The individual and social impact of sport should not be underestimated. Sport can manipulate fitness and health in positive ways and can be an area of moral education, the development of community values, and social integration. It can also help identity construction at local, national, and international levels. However, sport can also be a source of problems. College sport can be cynical and socially exclusive fitness and exercise cultures may exacerbate problematic body ideals, and elite sport sometimes struggles with high gender, racial disparity, aggression as well as doping or substance use (Vajiala, Epuran, Stanescu, Potzaichin, & Berbecaru, 2010).

However, it should be noted that institutions also strive for unique identities that will attract prospective students from a different cultures.
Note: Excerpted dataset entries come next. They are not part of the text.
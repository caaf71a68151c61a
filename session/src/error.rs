//! Ways a sign-in attempt can end without a signed-in user.

use std::error::Error as StdError;
use std::fmt;

pub const MISSING_CONTEXT_MESSAGE: &str =
    "Unable to start sign-in: there is no active screen to show the GitHub login page.";
pub const NO_IDENTITY_MESSAGE: &str = "Sign-in succeeded but no user was returned";

/// Every variant ends the current attempt; the user may retry with a new sign-in.
#[derive(Debug, Clone, PartialEq, Eq)]
pub enum SignInError {
    /// No foreground surface was available to host the consent screen.
    MissingInteractionContext,
    /// The identity service reported success without a user.
    NoIdentityReturned,
    /// The identity service raised an error, already reduced to a user-facing message.
    Provider { message: String },
}

impl SignInError {
    /// The text shown on the error screen.
    pub fn user_message(&self) -> String {
        match self {
            SignInError::MissingInteractionContext => MISSING_CONTEXT_MESSAGE.to_string(),
            SignInError::NoIdentityReturned => NO_IDENTITY_MESSAGE.to_string(),
            SignInError::Provider { message } => message.clone(),
        }
    }
}

impl fmt::Display for SignInError {
    fn fmt(&self, f: &mut fmt::Formatter) -> fmt::Result {
        match self {
            SignInError::MissingInteractionContext => write!(f, "missing interaction context"),
            SignInError::NoIdentityReturned => write!(f, "no identity returned"),
            SignInError::Provider { message } => write!(f, "identity provider error: {message}"),
        }
    }
}

impl StdError for SignInError {}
The friendly sporting competition among athletes from a different ethnic background, not only promotes multiculturalism and closeness among athletes it also creates race and gender disparity as well as the use of illicit substances among the athletes.

The increase in substance use, gender disparity, and multiculturalism

The increase of substance use, gender disparity, and multiculturalism (Hirko, 2009) in college sporting activities is part of a long-term process of increasing access, its ramification only gradually unfolding (Castaneda, Katsinas, & Hardy, 2008). The dimension today is more complex than several decades ago, but probably will develop further in the future.

The ethics of sport

The ethics of sport implies systematic and critical reflection upon the norms and values of sport. A system of sports ethics should not only articulate and define key norms and values, but also illuminate the tensions arising in practice and suggest proposals to deal with them.
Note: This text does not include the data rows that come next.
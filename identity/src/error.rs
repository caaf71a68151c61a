//! Error types for the `identity` crate.
//!
//! Follows the same pattern as the other crates with a root Error struct and error kind enums.

use std::error::Error as StdError;
use std::fmt;

/// Top-level error type for the identity crate.
/// Holds error kind and optional source for error chaining.
#[derive(Debug)]
pub struct Error {
    pub source: Option<Box<dyn StdError + Send + Sync>>,
    pub error_kind: ErrorKind,
}

/// Major categories of errors raised by an identity service.
#[derive(Debug, PartialEq)]
pub enum ErrorKind {
    /// The identity provider rejected the request, optionally with a machine-readable code.
    Provider { code: Option<String> },
    /// The user closed the interactive consent surface.
    Cancelled,
    Http(HttpErrorKind),
}

/// Errors from HTTP client operations.
#[derive(Debug, PartialEq)]
pub enum HttpErrorKind {
    BuilderFailed,
    RequestFailed,
    Network,
}

const CANCELLED_CODE: &str = "web-context-cancelled";
const NETWORK_CODE: &str = "network-request-failed";

impl Error {
    /// Machine-readable code for this error, when one exists.
    pub fn code(&self) -> Option<&str> {
        match &self.error_kind {
            ErrorKind::Provider { code } => code.as_deref(),
            ErrorKind::Cancelled => Some(CANCELLED_CODE),
            ErrorKind::Http(HttpErrorKind::BuilderFailed) => None,
            ErrorKind::Http(_) => Some(NETWORK_CODE),
        }
    }

    /// Free-text message carried by the source, when one exists.
    pub fn message(&self) -> Option<String> {
        self.source.as_ref().map(|source| source.to_string())
    }
}

impl fmt::Display for Error {
    fn fmt(&self, f: &mut fmt::Formatter) -> fmt::Result {
        let message = self.message().unwrap_or_default();
        match &self.error_kind {
            ErrorKind::Provider { code: Some(code) } => {
                write!(f, "Identity provider error [{}]: {}", code, message)
            }
            ErrorKind::Provider { code: None } => write!(f, "Identity provider error: {}", message),
            ErrorKind::Cancelled => write!(f, "Sign-in cancelled: {}", message),
            ErrorKind::Http(kind) => write!(f, "HTTP error: {:?}: {}", kind, message),
        }
    }
}

impl StdError for Error {
    fn source(&self) -> Option<&(dyn StdError + 'static)> {
        self.source
            .as_ref()
            .map(|e| e.as_ref() as &(dyn StdError + 'static))
    }
}

impl From<reqwest::Error> for Error {
    fn from(err: reqwest::Error) -> Self {
        let error_kind = if err.is_builder() {
            ErrorKind::Http(HttpErrorKind::BuilderFailed)
        } else if err.is_request() {
            ErrorKind::Http(HttpErrorKind::RequestFailed)
        } else {
            ErrorKind::Http(HttpErrorKind::Network)
        };

        Error {
            source: Some(Box::new(err)),
            error_kind,
        }
    }
}

impl From<url::ParseError> for Error {
    fn from(err: url::ParseError) -> Self {
        Error {
            source: Some(Box::new(err)),
            error_kind: ErrorKind::Provider {
                code: Some("invalid-url".to_string()),
            },
        }
    }
}

/// Helper function to create provider errors.
pub fn provider_error(code: Option<&str>, message: &str) -> Error {
    Error {
        source: Some(message.to_string().into()),
        error_kind: ErrorKind::Provider {
            code: code.map(str::to_string),
        },
    }
}

/// Helper function to create the error raised when the consent surface is closed.
pub fn cancelled_error(message: &str) -> Error {
    Error {
        source: Some(message.to_string().into()),
        error_kind: ErrorKind::Cancelled,
    }
}

/// Helper function to create network errors that have no underlying `reqwest` error.
pub fn network_error(message: &str) -> Error {
    Error {
        source: Some(message.to_string().into()),
        error_kind: ErrorKind::Http(HttpErrorKind::Network),
    }
}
Fairness in the sporting context

In the sporting context, fairness means at least two things (Castaneda, Katsinas, & Hardy, 2008). At the institutional level, fairness means providing all competitors with an equal opportunity to perform irrespective of gender or race. For instance, in the future, eligibility rules should be based on performance potential alone (and not race, ethnicity, nationality, socio-economic class, or other aspects irrelevant to performance). Within competitions, external conditions should be identical for all or at least as similar as possible. Rules should be universally applied without partiality of any kind. Fairness is a structural characteristic of competitions without which evaluation of performance would be difficult or even meaningless.


In reality, sport can be practiced in problematic ways. Strong performances can be the result of human degradation, fear, and biomedical manipulation. It is possible to win an Olympic gold through unethical conduct (Hardin, & Greer, 2009). To be of moral value and to be considered an expression of human excellence, certain criteria like guiding human action need to be applied.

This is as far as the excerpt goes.